As we move toward the mid-point of the semester, I have been considering how best to build, expand, and modify the website. The platform is up and running through WordPress, via the CUNY Academic Commons. There is a contact page; one of multiple menu options on the top toolbar. There is a blog, a homepage, and a contributor’s page.


None of the more mundane aspects of website building are causing me much trouble at the moment, as I am intimately familiar with WordPress’ suite of tools. I’ve been running my own author’s blog since 2016 on WordPress, and have acquired skills throughout the past six years which have served me well in this project.


What truly concerns me is how to make our website more accessible. Our core values include accessibility for all, and as someone with a disability, I am very sensitive to the needs of those who also have disabilities, no matter the form they take or the age at which they were acquired. I am still struggling to make the text-to-speech function work on WordPress, and hope to iron that out within the next week.


I have also been playing with the font size, in order to make the site more accessible to the visually impaired without sacrificing aesthetics or clarity. Additionally, I have already installed a toolbar that sits at the left side of the screen, allowing users to toggle between a combination of high-contrast, grey-scale, and large-font modes.


I have been exploring other avenues of making our website more accessible and have compiled a list of websites that will be helpful in making it so.


Our audience consists largely of homebound, elderly individuals, so I also wish to make our website simple to navigate and easy to use. I wish to suggest a logical path for the journey the user could potentially take, in exploring the website.


I will also be researching websites that are highly rated in terms of accessibility, to study them for inspiration.


I confess also that I never noticed issues of accessibility until I, myself, became disabled. I cannot discern how much of this is due to the fact that I acquired my disability as a pre-teen, and how much can be attributed to the general lack of awareness of accessibility problems and solutions on behalf of the able-bodied and non-disabled population. Either way, I now notice elements on all levels of infrastructure – both in the physical and the digital world – that are deeply problematic. I always return to the example of the MTA’s new, ‘modern,’ leaning bars, which are hostile to the elderly, the disabled, and the homeless. Only the latter of these populations were being directly targeted, yet the leaning bars acted to the detriment of many more citizens.

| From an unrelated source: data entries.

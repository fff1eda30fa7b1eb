//! Job status resolution
//!
//! Maps a pipeline execution snapshot and a declared job to the single
//! commit status state reported for that job:
//!
//! 1. Find the sub-execution whose declared name equals the job name,
//!    searching task executions before run executions.
//! 2. No match, or a match that has not reported a status: `Pending`.
//! 3. Otherwise reduce its conditions: any `False` is `Failure`, else any
//!    `True` is `Success`, else `Pending`.
//!
//! Resolution never fails. Missing data is a normal transient state of a
//! running pipeline and degrades to `Pending`.

use std::collections::HashSet;

use tracing::{debug, warn};

use super::conditions;
use super::{CommitStatusState, JobStatus};
use crate::pipeline::{JobDefinition, Observation, PipelineExecutionSnapshot};

pub struct StatusResolver;

impl StatusResolver {
    /// Resolve the state of one job.
    pub fn resolve(snapshot: &PipelineExecutionSnapshot, job: &JobDefinition) -> CommitStatusState {
        Self::resolve_job(snapshot, job).state
    }

    /// Resolve one job, keeping the deciding message and timing alongside
    /// the state.
    pub fn resolve_job(snapshot: &PipelineExecutionSnapshot, job: &JobDefinition) -> JobStatus {
        let mut status = JobStatus::pending(&job.name);

        let Some(execution) = snapshot.find(&job.name) else {
            debug!("No sub-execution found for job '{}'", job.name);
            return status;
        };
        status.kind = Some(execution.kind());

        match execution.observation() {
            Observation::Unobserved => {
                debug!("Sub-execution for job '{}' has no status yet", job.name);
            }
            Observation::Observed(observed) => {
                status.state = conditions::evaluate(&observed.conditions);
                status.message = conditions::decisive(&observed.conditions)
                    .and_then(|c| c.message.clone());
                status.pod_name = observed.pod_name.clone();
                status.start_time = observed.start_time;
                status.completion_time = observed.completion_time;
            }
        }

        debug!(
            "Job '{}' resolved to {} ({:?} execution)",
            job.name,
            status.state,
            execution.kind()
        );
        status
    }

    /// Resolve every job, in declared order.
    pub fn resolve_all(
        snapshot: &PipelineExecutionSnapshot,
        jobs: &[JobDefinition],
    ) -> Vec<JobStatus> {
        let mut seen = HashSet::new();
        for job in jobs {
            if !seen.insert(job.name.as_str()) {
                warn!("Job '{}' is declared more than once", job.name);
            }
        }

        jobs.iter()
            .map(|job| Self::resolve_job(snapshot, job))
            .collect()
    }

    /// Combine job states into one: `Failure` if any job failed, `Success`
    /// if there is at least one job and all succeeded, `Pending` otherwise.
    pub fn aggregate<I>(states: I) -> CommitStatusState
    where
        I: IntoIterator<Item = CommitStatusState>,
    {
        let mut any = false;
        let mut all_success = true;

        for state in states {
            any = true;
            match state {
                CommitStatusState::Failure => return CommitStatusState::Failure,
                CommitStatusState::Pending => all_success = false,
                CommitStatusState::Success => {}
            }
        }

        if any && all_success {
            CommitStatusState::Success
        } else {
            CommitStatusState::Pending
        }
    }
}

What might be a mere inconvenience to some can become an insurmountable barrier to others. Inaccessible subway stations with levels and levels of stairs might not do much more than briefly wind the able-bodied, but to a mother with a stroller, or a person in a wheelchair, it takes the ‘public’ out of public transportation.


We all struggle in our own ways. It is part of the human experience. But how can we be fully human, if all of us are not given a fair chance to overcome those struggles? How can we proclaim equality for all, when our neighbors and friends and family members and fellow human beings must face barriers that can be, at times, insurmountable – barriers we take for granted, and maybe grumble about; barriers we should be rethinking and re-envisioning and redesigning.


Change is inevitable, absolutely, and is predictable to a certain degree, but it’s up to us to ensure it is beneficial for all of us – that every adult might benefit, and that every child might grow up in a brighter future. It is not mere logic that demands this; it is something stronger – empathy. It is only through our empathy for all people that we, too, are rendered fully, completely, vibrantly human. I want to be part of a world where walls are torn down, and barriers are dismantled, piece by piece, so that we may, all of us, emerge, triumphant, into a better future.


Ultimately, I want our website to reflect that vision.